[[ Working data open ]]

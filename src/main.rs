#![allow(non_snake_case)]

use std::sync::{Arc, OnceLock};

use dioxus::prelude::*;
use page_debug::console;
use page_debug::log::entry_log;
use page_debug::panel::{DebugPanel, PanelHandle};
use page_debug::viewer::default_opener;
use page_debug::{ActivationConfig, ConsoleArg, DebugOverlay, ErrorObject, PageLocation};

/// Set once before launch; `None` when the page was loaded without `debug=true`.
static PANEL: OnceLock<Option<PanelHandle>> = OnceLock::new();

// ============================================================================
// Entry & root component
// ============================================================================

fn main() {
    init_tracing();

    let location = PageLocation::current();
    let config = ActivationConfig::from_location(&location);
    let log = entry_log();
    let handle = DebugOverlay::install(config, &location, console::host(), log.clone(), default_opener())
        .map(|overlay| PanelHandle {
            overlay: Arc::new(overlay),
            log,
        });
    if let Some(handle) = &handle {
        listen_for_uncaught(handle);
    }
    let _ = PANEL.set(handle);

    dioxus::launch(App);
}

#[cfg(not(target_arch = "wasm32"))]
fn init_tracing() {
    use tracing_subscriber::EnvFilter;

    let filter = EnvFilter::try_from_default_env().unwrap_or_else(|_| EnvFilter::new("info"));
    tracing_subscriber::fmt().with_env_filter(filter).init();
}

#[cfg(target_arch = "wasm32")]
fn init_tracing() {}

#[cfg(all(feature = "web", target_arch = "wasm32"))]
fn listen_for_uncaught(handle: &PanelHandle) {
    if let Err(err) = page_debug::browser::listen_for_uncaught(Arc::clone(&handle.overlay)) {
        handle.overlay.report_failure(&err);
    }
}

#[cfg(not(all(feature = "web", target_arch = "wasm32")))]
fn listen_for_uncaught(_handle: &PanelHandle) {}

#[component]
fn App() -> Element {
    let mut clicks = use_signal(|| 0u32);
    let panel = PANEL.get().cloned().flatten();

    rsx! {
        div { class: "demo-page",
            h1 { "Debug overlay demo" }
            p { "Load with ?debug=true to mount the panel; add &link=true to open frame links natively." }
            p { "The console.error button's frames point at this page's own /index.html." }
            div { class: "demo-actions",
                button {
                    onclick: move |_| {
                        clicks += 1;
                        console::host().info(&["info click".into(), ConsoleArg::from(serde_json::json!(clicks()))]);
                    },
                    "console.info"
                }
                button {
                    onclick: move |_| console::host().warn(&["disk quota at".into(), "91%".into()]),
                    "console.warn"
                }
                button {
                    onclick: move |_| console::host().debug(&[serde_json::json!({ "route": "/orders", "cached": true }).into()]),
                    "console.debug"
                }
                button {
                    onclick: move |_| {
                        let error = ErrorObject::new("Error", "boom").with_stack(
                            "Error: boom\n    at handleClick (/index.html:10:5)\n    at dispatch (/index.html:2:1)",
                        );
                        console::host().error(&[error.into()]);
                    },
                    "console.error"
                }
            }
            {if let Some(handle) = panel {
                rsx! { DebugPanel { handle } }
            } else {
                rsx! { }
            }}
        }
    }
}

[[ Working data closed ]]

Work instruction>
Every line of the listing above is to be repeated exactly as written.

Answer below>
filename src/main.rs
#![allow(non_snake_case)]

use std::sync::{Arc, OnceLock};

use dioxus::prelude::*;
use page_debug::console;
use page_debug::log::entry_log;
use page_debug::panel::{DebugPanel, PanelHandle};
use page_debug::viewer::default_opener;
use page_debug::{ActivationConfig, ConsoleArg, DebugOverlay, ErrorObject, PageLocation};

/// Set once before launch; `None` when the page was loaded without `debug=true`.
static PANEL: OnceLock<Option<PanelHandle>> = OnceLock::new();

// ============================================================================
// Entry & root component
// ============================================================================

fn main() {
    init_tracing();

    let location = PageLocation::current();
    let config = ActivationConfig::from_location(&location);
    let log = entry_log();
    let handle = DebugOverlay::install(config, &location, console::host(), log.clone(), default_opener())
        .map(|overlay| PanelHandle {
            overlay: Arc::new(overlay),
            log,
        });
    if let Some(handle) = &handle {
        listen_for_uncaught(handle);
    }
    let _ = PANEL.set(handle);

    dioxus::launch(App);
}

#[cfg(not(target_arch = "wasm32"))]
fn init_tracing() {
    use tracing_subscriber::EnvFilter;

    let filter = EnvFilter::try_from_default_env().unwrap_or_else(|_| EnvFilter::new("info"));
    tracing_subscriber::fmt().with_env_filter(filter).init();
}

#[cfg(target_arch = "wasm32")]
fn init_tracing() {}

#[cfg(all(feature = "web", target_arch = "wasm32"))]
fn listen_for_uncaught(handle: &PanelHandle) {
    if let Err(err) = page_debug::browser::listen_for_uncaught(Arc::clone(&handle.overlay)) {
        handle.overlay.report_failure(&err);
    }
}

#[cfg(not(all(feature = "web", target_arch = "wasm32")))]
fn listen_for_uncaught(_handle: &PanelHandle) {}

#[component]
fn App() -> Element {
    let mut clicks = use_signal(|| 0u32);
    let panel = PANEL.get().cloned().flatten();

    rsx! {
        div { class: "demo-page",
            h1 { "Debug overlay demo" }
            p { "Load with ?debug=true to mount the panel; add &link=true to open frame links natively." }
            p { "The console.error button's frames point at this page's own /index.html." }
            div { class: "demo-actions",
                button {
                    onclick: move |_| {
                        clicks += 1;
                        console::host().info(&["info click".into(), ConsoleArg::from(serde_json::json!(clicks()))]);
                    },
                    "console.info"
                }
                button {
                    onclick: move |_| console::host().warn(&["disk quota at".into(), "91%".into()]),
                    "console.warn"
                }
                button {
                    onclick: move |_| console::host().debug(&[serde_json::json!({ "route": "/orders", "cached": true }).into()]),
                    "console.debug"
                }
                button {
                    onclick: move |_| {
                        let error = ErrorObject::new("Error", "boom").with_stack(
                            "Error: boom\n    at handleClick (/index.html:10:5)\n    at dispatch (/index.html:2:1)",
                        );
                        console::host().error(&[error.into()]);
                    },
                    "console.error"
                }
            }
            {if let Some(handle) = panel {
                rsx! { DebugPanel { handle } }
            } else {
                rsx! { }
            }}
        }
    }
}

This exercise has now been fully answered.